Positiv ergriffen, setzte ich meine Fahrt nach Dijon fort, das Zentrum der Region Burgund. Hier hatte ich mir für 3 Nächte eine Wohnung im Stadtzentrum reserviert, quasi also Homebase, um die Gegend zu erkunden. Dijon ist zauberhaft. Eine Stadt voller Fachwerkhäuser, voller lebendiger Bars und Cafés, Terrassen zum Draußensitzen, voller Lebensfreude. Ich genoss das unglaublich, aß wieder formidabel zu Abend - ganz stilgerecht Boeuf Bourguignon - ein Gedicht.

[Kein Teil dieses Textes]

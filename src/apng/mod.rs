//
// apngenc - still PNG and animated APNG frame encoder
// apng/mod.rs - one-frame-delay APNG driver
//
// Chunk framing (acTL/fcTL/fdAT field order, sequence-number bookkeeping)
// follows andreasots-eris's apng/mod.rs, the pack's other complete APNG
// writer; the per-frame filter/interlace/deflate pipeline is still.rs's,
// reused here frame by frame instead of once.
//

pub mod optimize;

use std::io;
use std::io::Write;

use crate::deflate::{self, Deflate, Flush};
use crate::frame::Frame;
use crate::header::{self, Header};
use crate::options::Options;
use crate::pixels::PixelFormat;
use crate::still;
use crate::utils::{invalid_input, other};
use crate::writer::{BlendOp, DisposeOp, FrameControl, Writer};

use optimize::{Optimizer, Placement, Rect};

fn frame_to_rgba16(frame: &Frame) -> Vec<u16> {
    let format = frame.format;
    let stride = format.stride(frame.width);
    let mut out = Vec::with_capacity(frame.width as usize * frame.height as usize * 4);
    for y in 0..frame.height as usize {
        let row = &frame.data[y * stride..(y + 1) * stride];
        out.extend_from_slice(&format.to_rgba16(row, frame.width, frame.palette));
    }
    out
}

/// A frame queued for emission but not yet written: its own fcTL can't be
/// finalized until the *next* frame arrives, because the dispose op that
/// belongs on this frame's fcTL is chosen jointly with that next frame's
/// bbox/blend (section 4.8's one-frame delay).
struct Pending {
    is_first: bool,
    bbox: Rect,
    blend_op: BlendOp,
    delay_num: u16,
    delay_den: u16,
    /// Pixel bytes for `bbox`, already in the image's native PixelFormat.
    native_pixels: Vec<u8>,
}

/// Streaming APNG encoder. The total frame count must be known up front
/// (it rides in acTL, which precedes every frame's data), so unlike the
/// still-image driver this takes it as a constructor argument rather than
/// discovering it at close() time the way a two-pass/seekable writer could.
pub struct ApngEncoder<W: Write> {
    writer: Writer<W>,
    options: Options,
    width: u32,
    height: u32,
    format: PixelFormat,
    num_frames: u32,
    frames_seen: u32,
    sequence_number: u32,
    optimizer: Optimizer,
    deflate: Deflate<Vec<u8>>,
    pending: Option<Pending>,
    palette_signature: Option<Vec<u32>>,
}

impl<W: Write> ApngEncoder<W> {
    pub fn open(
        output: W,
        width: u32,
        height: u32,
        format: PixelFormat,
        num_frames: u32,
        options: Options,
    ) -> io::Result<ApngEncoder<W>> {
        if num_frames == 0 {
            return Err(invalid_input("An APNG needs at least one frame"));
        }
        let header = Header::new(width, height, format, false)?;

        let mut writer = Writer::new(output);
        writer.write_signature()?;
        writer.write_header(&header)?;

        if let Some(res) = options.resolution() {
            writer.write_chunk(b"pHYs", &header::phys_payload(res)?)?;
        }
        if let Some(mode) = options.stereo3d() {
            writer.write_chunk(b"sTER", &header::ster_payload(mode))?;
        }
        header::write_color_tag(|tag, data| writer.write_chunk(tag, data), options.color_tag())?;
        writer.write_actl(num_frames, options.num_plays())?;

        let mut deflate_opts = deflate::Options::new();
        deflate_opts.set_level(options.compression_level());
        deflate_opts.set_strategy(options.strategy());

        Ok(ApngEncoder {
            writer,
            options,
            width,
            height,
            format,
            num_frames,
            frames_seen: 0,
            sequence_number: 0,
            optimizer: Optimizer::new(width, height, format),
            deflate: Deflate::new(deflate_opts, Vec::new()),
            pending: None,
            palette_signature: None,
        })
    }

    fn next_sequence_number(&mut self) -> u32 {
        let seq = self.sequence_number;
        self.sequence_number += 1;
        seq
    }

    fn check_palette(&mut self, frame: &Frame) -> io::Result<()> {
        if self.format != PixelFormat::Pal8 {
            return Ok(());
        }
        let palette = frame
            .palette
            .ok_or_else(|| invalid_input("Indexed frames require a palette"))?
            .to_vec();
        match &self.palette_signature {
            None => {
                let (plte, trns) = header::plte_and_trns(&palette)?;
                self.writer.write_chunk(b"PLTE", &plte)?;
                if let Some(trns) = trns {
                    self.writer.write_chunk(b"tRNS", &trns)?;
                }
                let transparent_index =
                    palette.iter().position(|&entry| (entry >> 24) as u8 == 0).map(|i| i as u8);
                self.optimizer.set_transparent_index(transparent_index);
                self.palette_signature = Some(palette);
            }
            Some(existing) if existing == &palette => {}
            Some(_) => {
                return Err(other(
                    "APNG frames must share one palette; this frame's palette differs",
                ))
            }
        }
        Ok(())
    }

    /// Compresses `native_pixels` (already cropped to `bbox`, in the
    /// image's native format) through a fresh filter pass and the shared,
    /// reset-between-frames deflate stream.
    fn compress_region(&mut self, native_pixels: &[u8], bbox: Rect) -> io::Result<Vec<u8>> {
        let cropped = Frame::new(native_pixels, self.format, bbox.width, bbox.height);
        let filtered = still::filter_rows(&cropped, self.options.filter_mode(), false);
        self.deflate.reset()?;
        self.deflate.write(&filtered, Flush::Finish)?;
        Ok(self.deflate.take_buffer())
    }

    fn emit_pending(&mut self, prev_dispose_op: DisposeOp) -> io::Result<()> {
        let pending = self.pending.take().expect("emit_pending called with no pending frame");
        let seq = self.next_sequence_number();
        self.writer.write_fctl(&FrameControl {
            sequence_number: seq,
            width: pending.bbox.width,
            height: pending.bbox.height,
            x_offset: pending.bbox.x,
            y_offset: pending.bbox.y,
            delay_num: pending.delay_num,
            delay_den: pending.delay_den,
            dispose_op: prev_dispose_op,
            blend_op: pending.blend_op,
        })?;

        let compressed = self.compress_region(&pending.native_pixels, pending.bbox)?;
        if pending.is_first {
            for chunk in compressed.chunks(64 * 1024) {
                self.writer.write_chunk(b"IDAT", chunk)?;
            }
        } else {
            for chunk in compressed.chunks(64 * 1024) {
                let seq = self.next_sequence_number();
                self.writer.write_fdat(seq, chunk)?;
            }
        }
        Ok(())
    }

    fn crop_source_row(&self, row: &[u8], bbox: Rect) -> Vec<u8> {
        let bpp = self.format.bits_per_pixel();
        let row_stride = self.format.stride(bbox.width);
        let mut out = vec![0u8; row_stride];
        if bpp % 8 == 0 {
            let bytes_per_pixel = bpp / 8;
            let off = bbox.x as usize * bytes_per_pixel;
            out.copy_from_slice(&row[off..off + row_stride]);
        } else {
            // Only MonoBlack (1 bpp) takes this path.
            for col in 0..bbox.width {
                let src_bit = (bbox.x + col) * bpp as u32;
                let byte = row[(src_bit / 8) as usize];
                let bit = (byte >> (7 - src_bit % 8)) & 1;
                let dst_bit = col * bpp as u32;
                if bit != 0 {
                    out[(dst_bit / 8) as usize] |= 1 << (7 - dst_bit % 8);
                }
            }
        }
        out
    }

    fn native_pixels_for(&self, frame: &Frame, placement: &Placement) -> Vec<u8> {
        let row_stride = self.format.stride(placement.bbox.width);
        let mut out = Vec::with_capacity(row_stride * placement.bbox.height as usize);
        match placement.blend_op {
            BlendOp::Source => {
                let stride = self.format.stride(self.width);
                for y in placement.bbox.y..placement.bbox.y + placement.bbox.height {
                    let row = &frame.data[y as usize * stride..(y as usize + 1) * stride];
                    out.extend_from_slice(&self.crop_source_row(row, placement.bbox));
                }
            }
            BlendOp::Over if self.format == PixelFormat::Pal8 => {
                out.extend(placement.pixels.iter().map(|&idx| idx as u8));
            }
            BlendOp::Over => {
                for row in placement.pixels.chunks(placement.bbox.width as usize * 4) {
                    out.extend_from_slice(&self.format.from_rgba16(row, placement.bbox.width));
                }
            }
        }
        out
    }

    /// Submits the next frame in sequence. Buffered internally until the
    /// following frame (or `close`) reveals the dispose op that belongs on
    /// its own fcTL.
    pub fn write_frame(&mut self, frame: &Frame) -> io::Result<()> {
        frame.validate()?;
        if frame.width != self.width || frame.height != self.height {
            return Err(invalid_input("APNG frames must all share the animation's canvas size"));
        }
        if frame.format != self.format {
            return Err(invalid_input("APNG frames must all share the animation's pixel format"));
        }
        if self.frames_seen >= self.num_frames {
            return Err(invalid_input("More frames were written than num_frames declared"));
        }
        self.check_palette(frame)?;
        self.frames_seen += 1;

        let rgba = frame_to_rgba16(frame);

        if self.frames_seen == 1 {
            self.optimizer.seed(&rgba);
            let bbox = Rect { x: 0, y: 0, width: self.width, height: self.height };
            let native_pixels = frame.data.to_vec();
            self.pending = Some(Pending {
                is_first: true,
                bbox,
                blend_op: BlendOp::Source,
                delay_num: frame.delay_num,
                delay_den: frame.delay_den,
                native_pixels,
            });
            return Ok(());
        }

        let placement = self.optimizer.next(&rgba, frame.data);
        self.emit_pending(placement.prev_dispose_op)?;

        let native_pixels = self.native_pixels_for(frame, &placement);
        self.pending = Some(Pending {
            is_first: false,
            bbox: placement.bbox,
            blend_op: placement.blend_op,
            delay_num: frame.delay_num,
            delay_den: frame.delay_den,
            native_pixels,
        });
        Ok(())
    }

    /// Flushes the final buffered frame and writes IEND. The last frame's
    /// own dispose op can't affect anything downstream, so it is always
    /// `None`.
    pub fn close(mut self) -> io::Result<W> {
        if self.frames_seen != self.num_frames {
            return Err(invalid_input("write_frame was called fewer times than num_frames declared"));
        }
        if self.pending.is_some() {
            self.emit_pending(DisposeOp::None)?;
        }
        self.writer.write_end()?;
        self.writer.finish()
    }
}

Ich flanierte durch die Gassen und genoss ein Bier in einer der zahlreichen Bars um die Markthalle. Kam dabei lustigerweise zweimal mit Österreichern am jeweiligen Nachbarstisch ins Gespräch. Frankreich ist für Österreicher kein Massenziel, sondern zieht dann doch eher Menschen mit höherer Bildung an, die Wert legen auf Qualität, auf gutes Essen, auf hohe Kultur und die so wie ich die hiesige Lebensart schätzen. Entsprechend interessant war der Erfahrungsaustausch.
Ja, so schnell geht es, die eher trübe Grundstimmung der letzten Tage ist wie weggeblasen - das Savoir-vivre hat auch mich wieder erfasst, die Betonung liegt klar auf "Vivre". Darauf muss ich mich einfach mehr konzentrieren. Und das habe ich in den kommenden Tagen vor. Mein alter Freund Ré wird morgen nachkommen, am Abend in Dijon eintreffen. Wir werden noch weiter gemeinsam die Bourgogne erkunden und dann nach Paris fahren. Ich freue mich schon unheimlich, meine Familie wiederzusehen - was in normalen Zeiten toll ist, seine engsten Verwandten quer verstreut zu haben und mal eben kurz in Paris vorbeizuschauen, ist zum Spießrutenlauf geworden. Das Zeitfenster ist jetzt da, und man sollte es nicht verstreichen lassen. Leider funktioniert das WLAN hier nicht wirklich, sodass ich euch an meiner Achterbahnfahrt der Emotionen wohl erst verspätet werde teilhaben lassen können. Anyway, eine geballte Ladung an Impressionen und Fotos ist euch sicher!